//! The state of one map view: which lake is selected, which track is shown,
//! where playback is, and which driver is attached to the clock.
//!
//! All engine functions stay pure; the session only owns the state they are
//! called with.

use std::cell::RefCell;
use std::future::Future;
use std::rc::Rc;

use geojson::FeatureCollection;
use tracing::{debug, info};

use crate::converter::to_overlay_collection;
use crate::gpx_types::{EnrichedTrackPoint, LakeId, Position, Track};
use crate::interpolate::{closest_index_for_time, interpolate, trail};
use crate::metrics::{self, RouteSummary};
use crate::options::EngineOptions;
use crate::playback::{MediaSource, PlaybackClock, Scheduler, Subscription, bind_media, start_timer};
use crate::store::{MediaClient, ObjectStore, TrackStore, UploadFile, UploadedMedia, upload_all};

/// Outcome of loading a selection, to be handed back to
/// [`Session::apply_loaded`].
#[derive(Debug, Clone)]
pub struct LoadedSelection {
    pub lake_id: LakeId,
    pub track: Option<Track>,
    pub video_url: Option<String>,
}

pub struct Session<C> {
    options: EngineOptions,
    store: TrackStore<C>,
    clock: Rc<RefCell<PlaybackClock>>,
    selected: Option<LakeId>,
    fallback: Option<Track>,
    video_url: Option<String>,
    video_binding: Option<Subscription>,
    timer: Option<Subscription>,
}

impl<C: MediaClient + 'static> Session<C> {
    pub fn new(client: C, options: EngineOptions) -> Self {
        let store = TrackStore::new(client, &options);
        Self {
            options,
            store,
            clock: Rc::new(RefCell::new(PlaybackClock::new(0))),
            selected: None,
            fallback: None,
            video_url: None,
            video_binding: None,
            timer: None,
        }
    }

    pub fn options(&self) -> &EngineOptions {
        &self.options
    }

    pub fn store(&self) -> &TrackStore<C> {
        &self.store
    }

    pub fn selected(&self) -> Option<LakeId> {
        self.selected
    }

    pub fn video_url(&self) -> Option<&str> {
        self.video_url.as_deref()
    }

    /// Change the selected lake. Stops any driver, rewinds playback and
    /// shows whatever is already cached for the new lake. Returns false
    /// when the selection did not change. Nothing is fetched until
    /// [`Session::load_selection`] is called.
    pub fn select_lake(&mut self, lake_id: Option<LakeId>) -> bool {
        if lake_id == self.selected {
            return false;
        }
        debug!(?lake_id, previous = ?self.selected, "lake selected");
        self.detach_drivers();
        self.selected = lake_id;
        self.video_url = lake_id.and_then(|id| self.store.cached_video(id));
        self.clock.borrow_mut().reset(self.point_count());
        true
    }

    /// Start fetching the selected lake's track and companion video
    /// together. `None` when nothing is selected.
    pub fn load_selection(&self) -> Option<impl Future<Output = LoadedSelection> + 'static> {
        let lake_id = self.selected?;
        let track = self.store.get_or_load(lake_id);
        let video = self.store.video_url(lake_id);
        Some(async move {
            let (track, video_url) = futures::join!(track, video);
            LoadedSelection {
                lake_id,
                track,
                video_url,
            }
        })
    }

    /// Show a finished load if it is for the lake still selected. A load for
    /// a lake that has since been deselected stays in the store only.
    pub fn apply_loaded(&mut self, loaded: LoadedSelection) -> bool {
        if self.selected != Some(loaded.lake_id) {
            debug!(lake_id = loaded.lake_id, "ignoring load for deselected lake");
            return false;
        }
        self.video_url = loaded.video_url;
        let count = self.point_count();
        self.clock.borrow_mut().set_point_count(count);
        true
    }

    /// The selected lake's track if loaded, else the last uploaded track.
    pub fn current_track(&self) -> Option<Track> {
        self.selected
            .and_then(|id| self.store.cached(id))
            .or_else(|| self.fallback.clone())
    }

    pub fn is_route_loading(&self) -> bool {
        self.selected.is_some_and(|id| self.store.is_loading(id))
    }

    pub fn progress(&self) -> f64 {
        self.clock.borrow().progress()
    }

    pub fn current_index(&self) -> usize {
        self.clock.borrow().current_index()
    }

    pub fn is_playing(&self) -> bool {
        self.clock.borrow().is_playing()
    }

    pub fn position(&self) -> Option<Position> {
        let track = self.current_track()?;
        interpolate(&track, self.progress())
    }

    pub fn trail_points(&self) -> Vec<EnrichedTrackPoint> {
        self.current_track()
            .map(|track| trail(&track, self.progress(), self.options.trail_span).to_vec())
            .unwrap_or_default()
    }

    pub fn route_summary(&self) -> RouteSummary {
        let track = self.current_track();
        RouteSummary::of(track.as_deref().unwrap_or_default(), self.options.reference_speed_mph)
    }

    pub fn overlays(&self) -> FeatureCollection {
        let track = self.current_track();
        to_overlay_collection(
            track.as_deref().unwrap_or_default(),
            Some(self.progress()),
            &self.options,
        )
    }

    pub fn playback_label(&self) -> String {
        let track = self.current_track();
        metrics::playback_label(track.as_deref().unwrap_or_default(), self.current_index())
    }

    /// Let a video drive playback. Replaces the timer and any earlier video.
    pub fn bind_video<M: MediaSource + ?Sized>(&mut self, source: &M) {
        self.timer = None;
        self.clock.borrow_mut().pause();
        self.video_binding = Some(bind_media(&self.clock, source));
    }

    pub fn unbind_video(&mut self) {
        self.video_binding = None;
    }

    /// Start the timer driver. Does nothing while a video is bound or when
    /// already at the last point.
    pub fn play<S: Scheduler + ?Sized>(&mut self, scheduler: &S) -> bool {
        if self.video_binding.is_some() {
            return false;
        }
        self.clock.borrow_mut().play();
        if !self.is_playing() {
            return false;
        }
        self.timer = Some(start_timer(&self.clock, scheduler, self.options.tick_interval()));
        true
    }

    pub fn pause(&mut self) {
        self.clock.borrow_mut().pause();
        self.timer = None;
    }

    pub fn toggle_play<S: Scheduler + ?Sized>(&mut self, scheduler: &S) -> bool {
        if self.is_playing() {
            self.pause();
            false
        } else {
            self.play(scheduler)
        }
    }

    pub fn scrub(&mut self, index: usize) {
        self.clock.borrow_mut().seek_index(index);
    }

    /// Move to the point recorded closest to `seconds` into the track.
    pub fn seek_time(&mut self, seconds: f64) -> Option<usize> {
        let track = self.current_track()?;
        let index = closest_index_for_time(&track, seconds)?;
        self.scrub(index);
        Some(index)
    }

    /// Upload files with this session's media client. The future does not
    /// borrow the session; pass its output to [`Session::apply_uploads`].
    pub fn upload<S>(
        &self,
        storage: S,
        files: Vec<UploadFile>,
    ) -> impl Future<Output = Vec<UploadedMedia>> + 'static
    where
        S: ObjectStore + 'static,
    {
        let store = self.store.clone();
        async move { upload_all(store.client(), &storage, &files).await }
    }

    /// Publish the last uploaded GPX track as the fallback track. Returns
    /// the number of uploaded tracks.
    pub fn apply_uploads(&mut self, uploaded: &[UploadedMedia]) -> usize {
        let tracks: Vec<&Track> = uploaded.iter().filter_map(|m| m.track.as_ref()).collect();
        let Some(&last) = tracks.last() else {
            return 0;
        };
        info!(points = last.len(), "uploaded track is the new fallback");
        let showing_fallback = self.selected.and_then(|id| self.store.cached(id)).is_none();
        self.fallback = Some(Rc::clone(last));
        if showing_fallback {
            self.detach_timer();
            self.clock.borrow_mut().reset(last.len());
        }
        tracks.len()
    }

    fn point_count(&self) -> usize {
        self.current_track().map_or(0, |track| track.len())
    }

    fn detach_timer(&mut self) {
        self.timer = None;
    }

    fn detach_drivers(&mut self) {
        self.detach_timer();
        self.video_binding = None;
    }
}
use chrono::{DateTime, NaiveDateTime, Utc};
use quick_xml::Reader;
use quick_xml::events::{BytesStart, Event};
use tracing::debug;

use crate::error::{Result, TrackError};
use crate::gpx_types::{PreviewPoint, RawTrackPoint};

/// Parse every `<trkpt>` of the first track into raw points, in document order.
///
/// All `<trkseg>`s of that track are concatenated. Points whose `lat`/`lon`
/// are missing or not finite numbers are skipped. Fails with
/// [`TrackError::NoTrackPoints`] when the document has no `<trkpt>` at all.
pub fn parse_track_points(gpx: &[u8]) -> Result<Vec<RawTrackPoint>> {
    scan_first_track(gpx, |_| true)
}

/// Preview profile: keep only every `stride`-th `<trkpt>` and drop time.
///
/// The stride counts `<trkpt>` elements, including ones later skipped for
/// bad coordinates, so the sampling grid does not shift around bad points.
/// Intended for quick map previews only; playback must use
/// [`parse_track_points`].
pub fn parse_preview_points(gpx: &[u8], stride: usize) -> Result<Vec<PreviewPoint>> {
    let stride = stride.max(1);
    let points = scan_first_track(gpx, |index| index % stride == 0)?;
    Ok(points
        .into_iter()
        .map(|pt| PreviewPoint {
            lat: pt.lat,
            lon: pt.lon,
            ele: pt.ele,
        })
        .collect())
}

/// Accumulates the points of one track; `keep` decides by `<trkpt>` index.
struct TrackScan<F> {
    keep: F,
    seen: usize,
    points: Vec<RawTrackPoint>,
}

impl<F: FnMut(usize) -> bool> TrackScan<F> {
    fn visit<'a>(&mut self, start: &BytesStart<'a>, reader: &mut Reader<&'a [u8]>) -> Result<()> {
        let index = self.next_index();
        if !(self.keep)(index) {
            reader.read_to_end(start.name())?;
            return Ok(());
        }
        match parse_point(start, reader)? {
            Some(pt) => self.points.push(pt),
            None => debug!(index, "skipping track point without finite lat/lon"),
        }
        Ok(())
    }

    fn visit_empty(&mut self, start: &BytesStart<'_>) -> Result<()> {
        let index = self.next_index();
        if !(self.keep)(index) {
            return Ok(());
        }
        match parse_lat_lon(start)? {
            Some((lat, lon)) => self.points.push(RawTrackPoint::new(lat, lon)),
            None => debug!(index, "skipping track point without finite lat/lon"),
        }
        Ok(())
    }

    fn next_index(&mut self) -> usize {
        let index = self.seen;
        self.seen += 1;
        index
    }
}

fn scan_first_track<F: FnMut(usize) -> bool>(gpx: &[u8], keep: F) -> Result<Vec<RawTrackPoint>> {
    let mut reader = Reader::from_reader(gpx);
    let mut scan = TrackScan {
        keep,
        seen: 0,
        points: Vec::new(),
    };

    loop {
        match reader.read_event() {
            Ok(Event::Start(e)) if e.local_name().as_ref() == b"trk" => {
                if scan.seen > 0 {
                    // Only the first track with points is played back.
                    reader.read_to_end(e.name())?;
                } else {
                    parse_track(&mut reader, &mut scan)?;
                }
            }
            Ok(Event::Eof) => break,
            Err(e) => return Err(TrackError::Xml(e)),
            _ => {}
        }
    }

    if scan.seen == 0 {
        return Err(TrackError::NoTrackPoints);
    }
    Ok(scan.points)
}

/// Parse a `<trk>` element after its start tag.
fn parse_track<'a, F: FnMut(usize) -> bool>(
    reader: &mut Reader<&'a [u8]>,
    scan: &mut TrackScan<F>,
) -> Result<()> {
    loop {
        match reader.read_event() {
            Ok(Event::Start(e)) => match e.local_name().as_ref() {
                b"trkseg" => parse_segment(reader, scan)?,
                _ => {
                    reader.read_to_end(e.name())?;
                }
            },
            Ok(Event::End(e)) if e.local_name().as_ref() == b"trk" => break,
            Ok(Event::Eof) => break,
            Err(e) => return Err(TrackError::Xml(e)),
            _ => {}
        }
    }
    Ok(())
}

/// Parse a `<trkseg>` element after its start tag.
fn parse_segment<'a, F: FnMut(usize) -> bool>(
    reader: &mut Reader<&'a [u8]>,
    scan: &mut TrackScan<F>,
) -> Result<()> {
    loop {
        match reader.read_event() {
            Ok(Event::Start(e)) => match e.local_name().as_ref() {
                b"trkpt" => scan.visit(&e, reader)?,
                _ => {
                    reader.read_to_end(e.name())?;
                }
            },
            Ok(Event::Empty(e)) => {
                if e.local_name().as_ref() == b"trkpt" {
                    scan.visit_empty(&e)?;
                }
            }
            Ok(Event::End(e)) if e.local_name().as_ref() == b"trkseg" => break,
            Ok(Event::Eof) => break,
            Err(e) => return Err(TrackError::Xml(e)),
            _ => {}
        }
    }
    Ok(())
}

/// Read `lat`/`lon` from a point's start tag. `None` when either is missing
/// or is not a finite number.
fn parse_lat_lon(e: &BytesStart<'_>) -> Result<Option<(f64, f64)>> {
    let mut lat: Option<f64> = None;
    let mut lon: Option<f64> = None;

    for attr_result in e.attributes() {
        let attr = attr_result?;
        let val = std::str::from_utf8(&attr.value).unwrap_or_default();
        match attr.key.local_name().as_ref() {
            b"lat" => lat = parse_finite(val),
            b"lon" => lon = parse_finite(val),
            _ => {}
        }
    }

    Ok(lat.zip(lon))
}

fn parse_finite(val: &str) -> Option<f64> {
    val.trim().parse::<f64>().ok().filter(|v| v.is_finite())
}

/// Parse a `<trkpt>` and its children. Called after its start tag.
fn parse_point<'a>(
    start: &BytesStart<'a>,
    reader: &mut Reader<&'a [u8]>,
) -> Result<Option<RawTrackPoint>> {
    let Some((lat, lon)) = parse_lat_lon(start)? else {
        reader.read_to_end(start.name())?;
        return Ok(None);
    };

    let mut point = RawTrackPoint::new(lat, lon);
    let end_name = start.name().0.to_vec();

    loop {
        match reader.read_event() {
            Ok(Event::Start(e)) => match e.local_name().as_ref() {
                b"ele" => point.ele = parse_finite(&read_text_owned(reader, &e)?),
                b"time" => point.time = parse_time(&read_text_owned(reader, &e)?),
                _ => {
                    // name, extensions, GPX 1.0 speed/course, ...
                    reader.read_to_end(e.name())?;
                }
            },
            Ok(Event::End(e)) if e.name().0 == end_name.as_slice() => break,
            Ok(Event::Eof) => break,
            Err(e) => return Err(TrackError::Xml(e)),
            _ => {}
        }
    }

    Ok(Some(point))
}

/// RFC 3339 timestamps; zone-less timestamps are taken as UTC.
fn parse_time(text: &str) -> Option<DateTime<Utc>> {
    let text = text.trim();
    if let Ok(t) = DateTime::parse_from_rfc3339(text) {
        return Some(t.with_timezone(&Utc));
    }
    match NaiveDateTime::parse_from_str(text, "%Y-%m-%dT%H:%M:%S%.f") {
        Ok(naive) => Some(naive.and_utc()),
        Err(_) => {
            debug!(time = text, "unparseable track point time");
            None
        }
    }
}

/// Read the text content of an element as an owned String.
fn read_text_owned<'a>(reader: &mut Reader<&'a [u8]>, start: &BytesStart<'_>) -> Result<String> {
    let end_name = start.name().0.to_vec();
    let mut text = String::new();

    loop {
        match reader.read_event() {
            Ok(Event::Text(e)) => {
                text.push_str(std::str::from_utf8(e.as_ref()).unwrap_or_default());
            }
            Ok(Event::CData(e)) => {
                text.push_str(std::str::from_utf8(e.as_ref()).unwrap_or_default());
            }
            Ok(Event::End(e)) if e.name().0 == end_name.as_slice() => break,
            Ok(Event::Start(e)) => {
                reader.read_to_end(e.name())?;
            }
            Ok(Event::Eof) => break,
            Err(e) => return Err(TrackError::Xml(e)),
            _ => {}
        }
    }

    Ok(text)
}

------

§ **TASK REQUIREMENTS**:
Please transcribe only the lines in the records above running from the line that has "in document order." through the line that has "pub fn parse_track_points(gpx: &[u8])", both included, exactly as they appear.

§ **REPLY**:
/// Parse every `<trkpt>` of the first track into raw points, in document order.
///
/// All `<trkseg>`s of that track are concatenated. Points whose `lat`/`lon`
/// are missing or not finite numbers are skipped. Fails with
/// [`TrackError::NoTrackPoints`] when the document has no `<trkpt>` at all.
pub fn parse_track_points(gpx: &[u8]) -> Result<Vec<RawTrackPoint>> {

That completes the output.